LONDON: Metir plc (AIM: MET), a global provider of mobile and point-of-use water and environmental testing technologies, reported a 53% year-over-year decline in revenue to £0.23 million for the year ended December 31, 2024, as the company implemented a transformative reset that included restructuring, product integration, and acquisition activity.
Operating loss narrowed to £1.81 million from £2.6 million a year earlier, as the company reduced operating expenses to £1.72 million, down from £2.88 million. Gross profit dropped to £9,000, compared with £299,000 in 2023, reflecting one-off costs related to restarting MicroTox® production, establishing a new laboratory in York, and integrating the acquired assets of Modern Water.

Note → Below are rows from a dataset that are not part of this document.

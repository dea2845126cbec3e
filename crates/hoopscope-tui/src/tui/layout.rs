// Screen layout: panel arrangement and sizing.
//
// +--------------------------------------------------+
// | Title Bar (1 row)                                 |
// +----------------+----------------+----------------+
// | Player A       | Player B       | Season         |  (3 rows)
// +----------------+-+--------------+----------------+
// | Radar (50%)      | Grouped Bar (50%)              |  (55%)
// +------------------+--------------------------------+
// | Scoring Trend                                     |  (45%)
// +--------------------------------------------------+
// | Help Bar (1 row)                                  |
// +--------------------------------------------------+

use ratatui::layout::{Constraint, Direction, Layout, Rect};

/// Resolved screen areas for each dashboard zone.
#[derive(Debug, Clone)]
pub struct AppLayout {
    pub title_bar: Rect,
    /// Row holding the three selectors.
    pub selectors: Rect,
    /// Union of the three chart areas, used for error/placeholder text.
    pub charts: Rect,
    pub radar: Rect,
    pub bars: Rect,
    pub trend: Rect,
    pub help_bar: Rect,
}

/// Build the dashboard layout from the available terminal area.
pub fn build_layout(area: Rect) -> AppLayout {
    let vertical = Layout::default()
        .direction(Direction::Vertical)
        .constraints([
            Constraint::Length(1), // title bar
            Constraint::Length(3), // selectors
            Constraint::Min(10),   // charts
            Constraint::Length(1), // help bar
        ])
        .split(area);

    let title_bar = vertical[0];
    let selectors = vertical[1];
    let charts = vertical[2];
    let help_bar = vertical[3];

    let chart_rows = Layout::default()
        .direction(Direction::Vertical)
        .constraints([Constraint::Percentage(55), Constraint::Percentage(45)])
        .split(charts);

    let top = Layout::default()
        .direction(Direction::Horizontal)
        .constraints([Constraint::Percentage(50), Constraint::Percentage(50)])
        .split(chart_rows[0]);

    AppLayout {
        title_bar,
        selectors,
        charts,
        radar: top[0],
        bars: top[1],
        trend: chart_rows[1],
        help_bar,
    }
}

/// Split the selector row into three equal columns (A, B, Season).
pub fn selector_columns(area: Rect) -> [Rect; 3] {
    let cols = Layout::default()
        .direction(Direction::Horizontal)
        .constraints([
            Constraint::Ratio(1, 3),
            Constraint::Ratio(1, 3),
            Constraint::Ratio(1, 3),
        ])
        .split(area);
    [cols[0], cols[1], cols[2]]
}

// ---------------------------------------------------------------------------
// Tests
// ---------------------------------------------------------------------------
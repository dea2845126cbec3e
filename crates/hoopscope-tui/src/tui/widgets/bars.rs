// Grouped bar widget: one group per stat label, one bar per player.

use ratatui::layout::Rect;
use ratatui::style::{Color, Style};
use ratatui::text::Line;
use ratatui::widgets::{Bar, BarChart, BarGroup, Block, Borders};
use ratatui::Frame;

use hoopscope_core::charts::{AxisValue, Figure};

use super::{legend_line, series_color};

/// Bars carry one decimal of precision as integer tenths.
const SCALE: f64 = 10.0;

const GROUP_GAP: u16 = 2;

/// Render the grouped bar figure into the given area.
pub fn render(frame: &mut Frame, area: Rect, figure: &Figure) {
    let groups = bar_groups(figure);
    let width = bar_width(area, groups.len(), figure.traces.len());

    let mut block = Block::default()
        .borders(Borders::ALL)
        .title(figure.title.clone())
        .title_bottom(legend_line(
            figure.legend_title.as_deref(),
            figure.traces.iter().map(|t| t.name.as_str()),
        ));
    if let Some(unit) = &figure.y_axis_title {
        block = block.title(Line::from(format!(" {unit} ")).right_aligned());
    }

    let mut chart = BarChart::default()
        .block(block)
        .bar_width(width)
        .bar_gap(0)
        .group_gap(GROUP_GAP)
        .value_style(Style::default().fg(Color::Black))
        .label_style(Style::default().fg(Color::Gray));
    for group in groups {
        chart = chart.data(group);
    }
    frame.render_widget(chart, area);
}

/// One group per x category, holding each trace's value at that index.
fn bar_groups(figure: &Figure) -> Vec<BarGroup<'static>> {
    let Some(first) = figure.traces.first() else {
        return Vec::new();
    };

    first
        .x
        .iter()
        .enumerate()
        .map(|(i, category)| {
            let bars: Vec<Bar<'static>> = figure
                .traces
                .iter()
                .enumerate()
                .filter_map(|(t, trace)| trace.y.get(i).map(|v| stat_bar(*v, series_color(t))))
                .collect();
            BarGroup::default()
                .label(Line::from(category_label(category)))
                .bars(&bars)
        })
        .collect()
}

fn stat_bar(value: f64, color: Color) -> Bar<'static> {
    Bar::default()
        .value(scaled(value))
        .text_value(format!("{value:.1}"))
        .style(Style::default().fg(color))
        .value_style(Style::default().fg(Color::Black).bg(color))
}

/// Integer bar height in tenths; negatives clamp to zero.
fn scaled(value: f64) -> u64 {
    (value.max(0.0) * SCALE).round() as u64
}

fn category_label(value: &AxisValue) -> String {
    match value {
        AxisValue::Category(s) => s.clone(),
        AxisValue::Number(n) => format!("{n}"),
    }
}

/// Widest bar that still fits every group side by side.
fn bar_width(area: Rect, groups: usize, bars_per_group: usize) -> u16 {
    if groups == 0 || bars_per_group == 0 {
        return 1;
    }
    let inner = usize::from(area.width.saturating_sub(2));
    let per_group = (inner / groups).saturating_sub(usize::from(GROUP_GAP));
    let width = per_group / bars_per_group;
    width.clamp(1, 8) as u16
}

// ---------------------------------------------------------------------------
// Tests
// ---------------------------------------------------------------------------
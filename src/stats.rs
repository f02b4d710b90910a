//! Brick tallies derived from a layout, for part lists and reporting.

extern crate alloc;
use alloc::string::String;
use alloc::vec::Vec;

use crate::optimizer::BrickLayout;

/// Aggregated counts over one brick layout.
///
/// Both tallies keep first-seen order, so iteration is deterministic for a
/// given layout.
#[derive(Debug, Clone)]
pub struct LayoutStats {
    total: usize,
    by_size: Vec<(String, usize)>,
    by_color: Vec<(u8, usize)>,
}

impl LayoutStats {
    /// Pure tally over the layout's bricks.
    pub fn summarize(layout: &BrickLayout) -> Self {
        let mut by_size: Vec<(String, usize)> = Vec::new();
        let mut by_color: Vec<(u8, usize)> = Vec::new();

        for brick in layout.bricks() {
            let tag = brick.size_tag();
            match by_size.iter_mut().find(|(t, _)| *t == tag) {
                Some((_, n)) => *n += 1,
                None => by_size.push((tag, 1)),
            }
            match by_color.iter_mut().find(|(c, _)| *c == brick.color) {
                Some((_, n)) => *n += 1,
                None => by_color.push((brick.color, 1)),
            }
        }

        Self {
            total: layout.len(),
            by_size,
            by_color,
        }
    }

    pub fn total(&self) -> usize {
        self.total
    }

    /// Counts per size tag, in first-seen order.
    pub fn by_size(&self) -> &[(String, usize)] {
        &self.by_size
    }

    /// Counts per palette index, in first-seen order.
    pub fn by_color(&self) -> &[(u8, usize)] {
        &self.by_color
    }

    pub fn count_for_size(&self, tag: &str) -> usize {
        self.by_size
            .iter()
            .find(|(t, _)| t == tag)
            .map_or(0, |(_, n)| *n)
    }

    pub fn count_for_color(&self, color: u8) -> usize {
        self.by_color
            .iter()
            .find(|(c, _)| *c == color)
            .map_or(0, |(_, n)| *n)
    }

    /// Colors ordered by count descending; ties keep first-seen order via
    /// the stable sort.
    pub fn top_colors(&self) -> Vec<(u8, usize)> {
        let mut sorted = self.by_color.clone();
        sorted.sort_by(|a, b| b.1.cmp(&a.1));
        sorted
    }
}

“Our financials reflect a challenging but foundational year,” said Bob Moore, Executive Chairman and CEO. “The acquisition, lab setup, and rebranding efforts have positioned Metir for sustained growth in 2025 and beyond.”
Cash and cash equivalents at year-end stood at £188,000, up slightly from £173,000 in 2023. The company rebranded to Metir plc in February 2025 to align with its strategic focus on portable testing solutions and secured an additional £850,000 in funding in June to accelerate product commercialization.
Operational highlights included the deployment of 27 Continuous Toxicity Monitors (CTMs) in Qatar, the launch of Sulphate Reducing Bacteria (SRB) kits, and a partnership with Siemens and CAD-IT to integrate AI into its toxin detection platforms. The company also advanced real-time pathogen testing efforts through collaboration with Aptamer Group plc.
Looking ahead, Metir expects stronger trading performance in the first half of 2025, driven by rising sales of MicroTox® LX instruments and increased reagent demand. The company says its reset has begun to yield results, as order volumes and strategic opportunities grow, especially in the Middle East.
“With a leaner structure, stronger governance and renewed operational momentum, Metir is now well-positioned to expand its footprint and enhance shareholder value,” Moore added.